Hmm, if that could be done right, it wouldn't be so bad -- if you get twice the performance but have to repack for 2 hrs at the end of the week, repacker is better, right? So if you could spread the 2 hours out over the week, in theory, you'd still be pretty close to twice the performance.

But that is fairly difficult to do, and may be more difficult to do well than to implement, say, a Reiser4 plugin that operates about on the level of rsync, but on every file modification.

the other thing they are seeing as new people start useing them is that the newbys don't realize they need to do somthing as archaic as running a repacker periodicly, as a result they let things devolve down to where performance is really bad without understanding why.
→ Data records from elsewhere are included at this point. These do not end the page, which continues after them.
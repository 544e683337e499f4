pub mod digit_pass;
pub mod lsb_sort;

pub use digit_pass::*;
pub use lsb_sort::*;
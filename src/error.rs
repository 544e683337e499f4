//! Error types for kernel invocations

/// Result type for kernel invocations
pub type Result<T> = std::result::Result<T, Error>;

/// Kernel invocation errors
///
/// Every error is reported before any output is produced. Nothing is retried.
#[derive(Debug, Clone, PartialEq, Eq, thiserror::Error)]
pub enum Error {
    /// The host object could not be exposed as a contiguous readable buffer
    #[error("Invalid argument: {0}")]
    InvalidArgument(String),

    /// Declared element width is not 4 bytes
    #[error("Invalid element width: expected 4 bytes, got {width}")]
    InvalidWidth {
        /// Declared per-element byte width
        width: usize,
    },

    /// Scratch or output allocation failed
    #[error("Allocation failed: {bytes} bytes requested")]
    OutOfMemory {
        /// Requested size
        bytes: usize,
    },
}

impl Error {
    /// Create an invalid argument error
    #[inline]
    pub fn invalid_argument(message: impl Into<String>) -> Self {
        Self::InvalidArgument(message.into())
    }

    /// Create an invalid width error
    #[inline]
    pub fn invalid_width(width: usize) -> Self {
        Self::InvalidWidth { width }
    }

    /// Create an out-of-memory error
    #[inline]
    pub fn out_of_memory(bytes: usize) -> Self {
        Self::OutOfMemory { bytes }
    }

    /// Check if the caller handed over something the kernels cannot accept
    pub fn is_contract_violation(&self) -> bool {
        matches!(self, Self::InvalidArgument(_) | Self::InvalidWidth { .. })
    }
}

#[cfg(test)]
mod tests {
    use super::*;

    #[test]
    fn test_error_display() {
        let err = Error::invalid_width(8);
        assert!(err.to_string().contains("got 8"));

        let err = Error::out_of_memory(1024 * 1024);
        assert!(err.to_string().contains("1048576"));
    }

    #[test]
    fn test_contract_violation() {
        assert!(Error::invalid_width(2).is_contract_violation());
        assert!(Error::invalid_argument("not readable").is_contract_violation());
        assert!(!Error::out_of_memory(16).is_contract_violation());
    }
}
//! `digit_pass` is one stable counting sort on a single 8-bit digit. It is the building block of
//! the LSD radix sort.
//!
//! The pass runs in three steps over a source of `n` elements:
//!
//!  1. count: scan left to right, recording each element's rank within its bucket in `offsets`
//!     and the per-bucket totals in `counts`
//!  2. prefix: turn `counts` into bucket start offsets (exclusive prefix sum over 256 entries)
//!  3. scatter: write each element to `starts[bucket] + offsets[i]`
//!
//! Equal buckets keep their input order because ranks are handed out in scan order.
//!
//! ## Characteristics
//!
//!  * out-of-place
//!  * single-threaded
//!  * stable
//!  * O(n + 256)

use crate::counts::{rank_within_bucket, BucketStarts, Counts};
use crate::radix_key::KeyOrder;

/// Count buckets for `digit` and record each element's rank within its bucket.
///
/// `counts` is cleared first. `offsets` must be at least as long as `src`.
#[inline]
pub fn count_digit<I>(
    src: I,
    offsets: &mut [usize],
    counts: &mut Counts,
    digit: usize,
    order: KeyOrder,
) where
    I: Iterator<Item = i32>,
{
    counts.clear();

    for (value, offset) in src.zip(offsets.iter_mut()) {
        *offset = rank_within_bucket(counts, order.bucket_of(value, digit));
    }
}

/// Place the payload of every `(value, payload)` pair of `src` at its bucket start plus its rank.
///
/// The bucket is taken from `value`. Sorting values passes the value as its own payload, while
/// an ordering pass carries the element's input index.
#[inline]
pub fn scatter<I, T>(
    src: I,
    dst_bucket: &mut [T],
    offsets: &[usize],
    starts: &BucketStarts,
    digit: usize,
    order: KeyOrder,
) where
    I: Iterator<Item = (i32, T)>,
{
    for ((value, payload), offset) in src.zip(offsets) {
        let b = order.bucket_of(value, digit);
        dst_bucket[starts[b] + offset] = payload;
    }
}

/// Stable counting sort of `src` on `digit` into `dst_bucket`.
///
/// `src` is walked twice, so it must be cheap to clone. `dst_bucket` and `offsets` must have the
/// same length as `src`.
#[inline]
pub fn digit_pass<I, T>(
    src: I,
    dst_bucket: &mut [T],
    offsets: &mut [usize],
    counts: &mut Counts,
    digit: usize,
    order: KeyOrder,
) where
    I: Iterator<Item = (i32, T)> + Clone,
{
    debug_assert_eq!(dst_bucket.len(), offsets.len());

    count_digit(src.clone().map(|(value, _)| value), offsets, counts, digit, order);
    debug_assert_eq!(counts.total(), dst_bucket.len());

    let starts = counts.into_bucket_starts();
    scatter(src, dst_bucket, offsets, starts, digit, order);
}
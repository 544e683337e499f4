use std::ops::{Index, IndexMut};
use std::slice::{Iter, SliceIndex};

use crate::scan::{scan_in_place, ScanMode};

/// Number of buckets for an 8-bit digit.
pub const RADIX_COUNTS: usize = 256;

/// Per-bucket count table for one digit.
///
/// During a counting pass each entry holds the number of elements seen so far in that bucket.
/// [`Counts::into_bucket_starts`] then turns it into the starting offset of each bucket in the
/// output, so that `table[0] == 0` and `table[i]` is the sum of the counts below `i`.
#[repr(C, align(64))]
#[derive(Clone, Debug, PartialEq, Eq)]
pub struct Counts([usize; RADIX_COUNTS]);
pub type BucketStarts = Counts;

impl<I> Index<I> for Counts
where
    I: SliceIndex<[usize]>,
{
    type Output = I::Output;

    #[inline(always)]
    fn index(&self, index: I) -> &I::Output {
        &self.0[index]
    }
}

impl<I> IndexMut<I> for Counts
where
    I: SliceIndex<[usize]>,
{
    #[inline(always)]
    fn index_mut(&mut self, index: I) -> &mut I::Output {
        &mut self.0[index]
    }
}

impl Default for Counts {
    fn default() -> Self {
        Counts([0usize; RADIX_COUNTS])
    }
}

impl Counts {
    #[inline(always)]
    pub fn clear(&mut self) {
        self.0.fill(0);
    }

    /// Sum over all buckets.
    #[inline]
    pub fn total(&self) -> usize {
        self.into_iter().sum()
    }

    /// Turn counts into exclusive prefix sums in place.
    #[inline]
    pub fn into_bucket_starts(&mut self) -> &BucketStarts {
        scan_in_place(&mut self.0, ScanMode::Exclusive);
        self
    }
}

/// Rank of the next element of `bucket` among the elements already counted in it.
///
/// Reads the running count and then increments it, so equal buckets receive ranks in the order
/// they are seen.
#[inline(always)]
pub fn rank_within_bucket(counts: &mut Counts, bucket: usize) -> usize {
    let rank = counts[bucket];
    counts[bucket] = rank + 1;

    rank
}

impl<'a> IntoIterator for &'a Counts {
    type Item = &'a usize;
    type IntoIter = Iter<'a, usize>;

    #[inline(always)]
    fn into_iter(self) -> Self::IntoIter {
        self.0.iter()
    }
}
//! # scansort
//!
//! scansort provides two bulk kernels over flat buffers of 32-bit integers: an inclusive prefix
//! sum and a stable least-significant-digit radix sort. Both read a host-owned buffer without
//! copying it and return a freshly allocated result together with the kernel's elapsed time in
//! milliseconds.
//!
//! ## Usage
//!
//! Anything implementing `BufferSource` can be handed to the kernels. `Vec<i32>`, `[i32]`,
//! `Vec<u32>` and `[u32]` work out-of-the-box, and `HostBuffer` wraps raw bytes plus a declared
//! element width as a language binding would receive them.
//!
//! ```
//! use scansort::BufferKernels;
//!
//! let out = vec![5i32, 3, 8, 1, 9, 2].radix_sort().unwrap();
//! assert_eq!(out.result, vec![1, 2, 3, 5, 8, 9]);
//!
//! let out = vec![1i32, 2, 3, 4].prefix_sum().unwrap();
//! assert_eq!(out.result, vec![1, 3, 6, 10]);
//! assert!(out.elapsed_ms >= 0.0);
//! ```
//!
//! ## Ordering
//!
//! By default the radix sort orders elements by their raw bit pattern read as unsigned, so
//! negative values sort after all non-negative values:
//!
//! ```
//! use scansort::{radix_sort, radix_sort_builder};
//!
//! assert_eq!(radix_sort(&vec![-1i32, 0, 1]).unwrap().result, vec![0, 1, -1]);
//!
//! let signed = radix_sort_builder(&vec![-1i32, 0, 1]).with_signed_order().sort().unwrap();
//! assert_eq!(signed.result, vec![-1, 0, 1]);
//! ```
//!
//! Bit-pattern order is the kernel's contract. Signed order is an opt-in extension on top of
//! it and is never selected by `radix_sort` or `radix_sort_indices`.
//!
//! ## Sort ordering
//!
//! `radix_sort_indices` runs the same passes over input indices and returns the stable
//! ordering of the buffer instead of its values:
//!
//! ```
//! use scansort::radix_sort_indices;
//!
//! let data = vec![30i32, 10, 20, 10];
//! let perm = radix_sort_indices(&data).unwrap().result;
//! assert_eq!(perm, vec![1, 3, 2, 0]);
//! ```
//!
//! ## Errors
//!
//! Buffers whose declared element width is not 4 bytes are rejected with `Error::InvalidWidth`,
//! buffers that cannot be read with `Error::InvalidArgument`, both before anything is allocated.
//! Allocation failure surfaces as `Error::OutOfMemory`. Nothing is retried.
//!
//! ## Logging
//!
//! Kernels emit `tracing` events: `debug` per call and on rejected buffers, `trace` per radix
//! pass. No subscriber is installed by this crate.
//!
//! ## License
//!
//! Licensed under either of
//!
//! * Apache License, Version 2.0, <http://www.apache.org/licenses/LICENSE-2.0>
//! * MIT license, <http://opensource.org/licenses/MIT>
//!
//! at your option.

#[cfg(test)]
mod tests;

pub mod buffer_view;
pub mod counts;
mod error;
mod kernels;
pub mod radix_key;
pub mod scan;
mod scratch;
pub mod sorts;
mod timing;
mod utils;

#[cfg(any(test, feature = "bench"))]
pub use utils::test_utils;

pub use buffer_view::{BufferSource, BufferView, HostBuffer, ELEMENT_WIDTH};
pub use error::{Error, Result};
pub use kernels::*;
pub use radix_key::{KeyOrder, RadixKey};
pub use scratch::Slot;
pub use timing::{timed, Timed};
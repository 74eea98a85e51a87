//! Queue-triggered and scheduled workers.
//!
//! Each `spawn` function is a long-running task meant to be handed to
//! `tokio::spawn` once at process start; they never return under
//! normal operation.

pub mod enricher;
pub mod ingest;
pub mod notification_worker;
pub mod notifier;
pub mod router;
pub mod subscription_manager;
pub mod timer_poller;
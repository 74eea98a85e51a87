//! Read-through vendor cache.
//!
//! Vendor lookups are read-heavy and the vendor master changes rarely,
//! so a short TTL cache sits in front of `repos::vendor_repo`. Writes
//! (create/deactivate) invalidate the relevant key directly rather than
//! waiting out the TTL, so operators see administrative changes take
//! effect immediately.

use std::sync::Arc;
use std::time::Duration;

use moka::future::Cache;
use sqlx::PgPool;

use crate::repos::vendor_repo::{self, VendorError, VendorRow};

const DEFAULT_TTL_SECS: u64 = 3600;
const MAX_CAPACITY: u64 = 10_000;

#[derive(Clone)]
pub struct VendorCache {
    inner: Cache<String, Option<Arc<VendorRow>>>,
}

impl VendorCache {
    pub fn new(ttl_secs: u64) -> Self {
        Self {
            inner: Cache::builder()
                .max_capacity(MAX_CAPACITY)
                .time_to_live(Duration::from_secs(ttl_secs))
                .build(),
        }
    }

    pub fn with_default_ttl() -> Self {
        Self::new(DEFAULT_TTL_SECS)
    }

    /// Fetch a vendor by key, consulting the cache first and falling
    /// back to the store on a miss. Negative lookups (no such vendor)
    /// are cached too, so a storm of unmatched sender domains doesn't
    /// repeatedly hit the database.
    pub async fn lookup(
        &self,
        pool: &PgPool,
        vendor_key: &str,
    ) -> Result<Option<Arc<VendorRow>>, VendorError> {
        if let Some(hit) = self.inner.get(vendor_key).await {
            return Ok(hit);
        }

        let row = vendor_repo::lookup(pool, vendor_key).await?.map(Arc::new);
        self.inner.insert(vendor_key.to_string(), row.clone()).await;
        Ok(row)
    }

    pub async fn invalidate(&self, vendor_key: &str) {
        self.inner.invalidate(vendor_key).await;
    }
}

impl Default for VendorCache {
    fn default() -> Self {
        Self::with_default_ttl()
    }
}

#[cfg(test)]
mod tests {
    use super::*;

    #[tokio::test]
    async fn negative_lookup_caches_absence() {
        let cache = VendorCache::new(60);
        cache.inner.insert("acme-co".to_string(), None).await;
        let hit = cache.inner.get("acme-co").await;
        assert_eq!(hit, Some(None));
    }

    #[tokio::test]
    async fn invalidate_clears_entry() {
        let cache = VendorCache::new(60);
        cache
            .inner
            .insert(
                "acme-co".to_string(),
                Some(Arc::new(VendorRow {
                    vendor_key: "acme-co".to_string(),
                    vendor_name: "Acme Co".to_string(),
                    expense_dept: None,
                    gl_code: None,
                    allocation_schedule: None,
                    billing_party: None,
                    active: true,
                    created_at: chrono::Utc::now(),
                    updated_at: chrono::Utc::now(),
                    product_category: None,
                    venue_required: None,
                })),
            )
            .await;
        cache.invalidate("acme-co").await;
        assert!(cache.inner.get("acme-co").await.is_none());
    }
}
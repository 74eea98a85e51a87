//! End-to-end coverage of the shared ingest pipeline's loop-prevention
//! and dedup guards — the two layers that must hold before a mail item
//! is ever downloaded or enqueued.

mod common;

use std::sync::atomic::{AtomicUsize, Ordering};
use std::sync::Arc;

use ap_intake::circuit_breaker::CircuitBreakerRegistry;
use ap_intake::ids::new_event_id;
use ap_intake::repos::transaction_repo::{self, NewTransactionRow, TransactionStatus};
use ap_intake::services::blob_store::FilesystemBlobStore;
use ap_intake::services::mail_provider::{
    CreateSubscriptionRequest, MailItem, MailProvider, ProviderError, SendMailRequest,
    SubscriptionReceipt,
};
use ap_intake::workers::ingest::{self, IngestDeps, IngestOutcome};
use async_trait::async_trait;
use chrono::Utc;
use event_bus::{EventBus, InMemoryBus};
use serial_test::serial;
use sqlx::PgPool;

/// A `MailProvider` that only tracks how many times `mark_read` was
/// called; every other method panics, since the loop-prevention and
/// dedup paths return before ever calling them.
struct RecordingProvider {
    mark_read_calls: AtomicUsize,
}

impl RecordingProvider {
    fn new() -> Self {
        Self {
            mark_read_calls: AtomicUsize::new(0),
        }
    }
}

#[async_trait]
impl MailProvider for RecordingProvider {
    async fn list_unread(
        &self,
        _mailbox: &str,
        _page_token: Option<&str>,
    ) -> Result<(Vec<MailItem>, Option<String>), ProviderError> {
        unreachable!("not exercised by this test")
    }

    async fn get_item(&self, _mailbox: &str, _message_id: &str) -> Result<MailItem, ProviderError> {
        unreachable!("not exercised by this test")
    }

    async fn find_invoice_attachment_id(
        &self,
        _mailbox: &str,
        _message_id: &str,
    ) -> Result<Option<String>, ProviderError> {
        unreachable!("loop/dedup paths must return before this is called")
    }

    async fn download_attachment(
        &self,
        _mailbox: &str,
        _message_id: &str,
        _attachment_id: &str,
    ) -> Result<Vec<u8>, ProviderError> {
        unreachable!("loop/dedup paths must return before this is called")
    }

    async fn mark_read(&self, _mailbox: &str, _message_id: &str) -> Result<(), ProviderError> {
        self.mark_read_calls.fetch_add(1, Ordering::SeqCst);
        Ok(())
    }

    async fn send_mail(&self, _request: &SendMailRequest<'_>) -> Result<(), ProviderError> {
        unreachable!("not exercised by this test")
    }

    async fn create_subscription(
        &self,
        _request: &CreateSubscriptionRequest<'_>,
    ) -> Result<SubscriptionReceipt, ProviderError> {
        unreachable!("not exercised by this test")
    }

    async fn renew_subscription(
        &self,
        _subscription_id: &str,
        _new_expiration_utc: chrono::DateTime<Utc>,
    ) -> Result<(), ProviderError> {
        unreachable!("not exercised by this test")
    }
}

fn sample_item(sender: &str, original_message_id: &str) -> MailItem {
    MailItem {
        original_message_id: original_message_id.to_string(),
        sender: sender.to_string(),
        subject: "Invoice #123".to_string(),
        received_at: Utc::now(),
        has_invoice_attachment: true,
        attachment_id: None,
    }
}

async fn cleanup(pool: &PgPool, original_message_id: &str) {
    sqlx::query("DELETE FROM invoice_transactions WHERE original_message_id = $1")
        .bind(original_message_id)
        .execute(pool)
        .await
        .ok();
}

#[tokio::test]
#[serial]
async fn sender_matching_the_mailbox_is_dropped_as_looped() {
    let pool = common::get_test_pool().await;
    let mut config = common::test_config();
    let blob_dir = tempfile::tempdir().expect("tempdir");
    config.blob_store_root = blob_dir.path().to_string_lossy().to_string();

    let bus: Arc<dyn EventBus> = Arc::new(InMemoryBus::new());
    let provider = RecordingProvider::new();
    let blob_store = FilesystemBlobStore::new(blob_dir.path());
    let breaker = CircuitBreakerRegistry::new(
        config.breaker_failure_threshold,
        config.breaker_open_duration,
    );

    let deps = IngestDeps {
        pool: &pool,
        bus: &bus,
        config: &config,
        provider: &provider,
        blob_store: &blob_store,
        breaker: &breaker,
        llm: None,
    };

    let message_id = format!("loop-test-{}", new_event_id());
    let item = sample_item(&config.ingest_mailbox, &message_id);

    let outcome = ingest::ingest_mail_item(&deps, &config.ingest_mailbox, &item)
        .await
        .expect("ingest should not error on a looped item");

    assert_eq!(outcome, IngestOutcome::SkippedLooped);
    assert_eq!(
        provider.mark_read_calls.load(Ordering::SeqCst),
        1,
        "a looped item must still be marked read so it isn't reprocessed forever"
    );

    let seen = transaction_repo::was_processed(&pool, &message_id, 30)
        .await
        .expect("was_processed should succeed");
    assert!(
        !seen,
        "a looped item is logged as `looped`, not `processed`, so it must not satisfy the dedup oracle"
    );

    cleanup(&pool, &message_id).await;
}

#[tokio::test]
#[serial]
async fn an_already_processed_message_id_is_skipped_as_duplicate() {
    let pool = common::get_test_pool().await;
    let mut config = common::test_config();
    let blob_dir = tempfile::tempdir().expect("tempdir");
    config.blob_store_root = blob_dir.path().to_string_lossy().to_string();

    let bus: Arc<dyn EventBus> = Arc::new(InMemoryBus::new());
    let provider = RecordingProvider::new();
    let blob_store = FilesystemBlobStore::new(blob_dir.path());
    let breaker = CircuitBreakerRegistry::new(
        config.breaker_failure_threshold,
        config.breaker_open_duration,
    );

    let deps = IngestDeps {
        pool: &pool,
        bus: &bus,
        config: &config,
        provider: &provider,
        blob_store: &blob_store,
        breaker: &breaker,
        llm: None,
    };

    let message_id = format!("dup-test-{}", new_event_id());

    transaction_repo::append(
        &pool,
        &NewTransactionRow {
            event_id: new_event_id(),
            yyyymm: ap_intake::ids::yyyymm(Utc::now()),
            original_message_id: message_id.clone(),
            vendor_name: Some("Acme Inc".to_string()),
            sender: "ap@acme.com".to_string(),
            subject: "Invoice #123".to_string(),
            status: TransactionStatus::Processed,
            recipient_email: Some("ap@example.com".to_string()),
            amount: Some(1000.0),
            currency: Some("USD".to_string()),
            match_method: Some("exact".to_string()),
            duplicate_of_transaction_id: None,
            vendor_key: None,
            invoice_date: None,
        },
    )
    .await
    .expect("seeding the processed row should succeed");

    let item = sample_item("ap@acme.com", &message_id);

    let outcome = ingest::ingest_mail_item(&deps, &config.ingest_mailbox, &item)
        .await
        .expect("ingest should not error on a duplicate item");

    assert_eq!(outcome, IngestOutcome::SkippedDuplicate);
    assert_eq!(
        provider.mark_read_calls.load(Ordering::SeqCst),
        1,
        "a duplicate item must still be marked read"
    );

    cleanup(&pool, &message_id).await;
}

#[tokio::test]
#[serial]
async fn an_item_without_an_invoice_attachment_is_skipped_before_any_provider_call() {
    let pool = common::get_test_pool().await;
    let mut config = common::test_config();
    let blob_dir = tempfile::tempdir().expect("tempdir");
    config.blob_store_root = blob_dir.path().to_string_lossy().to_string();

    let bus: Arc<dyn EventBus> = Arc::new(InMemoryBus::new());
    let provider = RecordingProvider::new();
    let blob_store = FilesystemBlobStore::new(blob_dir.path());
    let breaker = CircuitBreakerRegistry::new(
        config.breaker_failure_threshold,
        config.breaker_open_duration,
    );

    let deps = IngestDeps {
        pool: &pool,
        bus: &bus,
        config: &config,
        provider: &provider,
        blob_store: &blob_store,
        breaker: &breaker,
        llm: None,
    };

    let message_id = format!("no-attachment-test-{}", new_event_id());
    let mut item = sample_item("ap@acme.com", &message_id);
    item.has_invoice_attachment = false;

    let outcome = ingest::ingest_mail_item(&deps, &config.ingest_mailbox, &item)
        .await
        .expect("ingest should not error on an attachment-less item");

    assert_eq!(outcome, IngestOutcome::SkippedNoAttachment);
    assert_eq!(
        provider.mark_read_calls.load(Ordering::SeqCst),
        0,
        "an attachment-less item is left unread, not mark_read, and never reaches the provider"
    );
}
Yikes. But then, that may be a failure of distro maintainers for not throwing it in cron for them.

I had a similar problem with MySQL. I turned on binary logging so I could do database replication, but I didn't realize I had to actually delete the logs. I now have a daily cron job that wipes out everything except the last day's logs. It could probably be modified pretty easily to run hourly, if I needed to.

Moral of the story? Maybe there's something to this "continuous repacker" idea, but don't ruin a good thing for the rest of us because of newbies.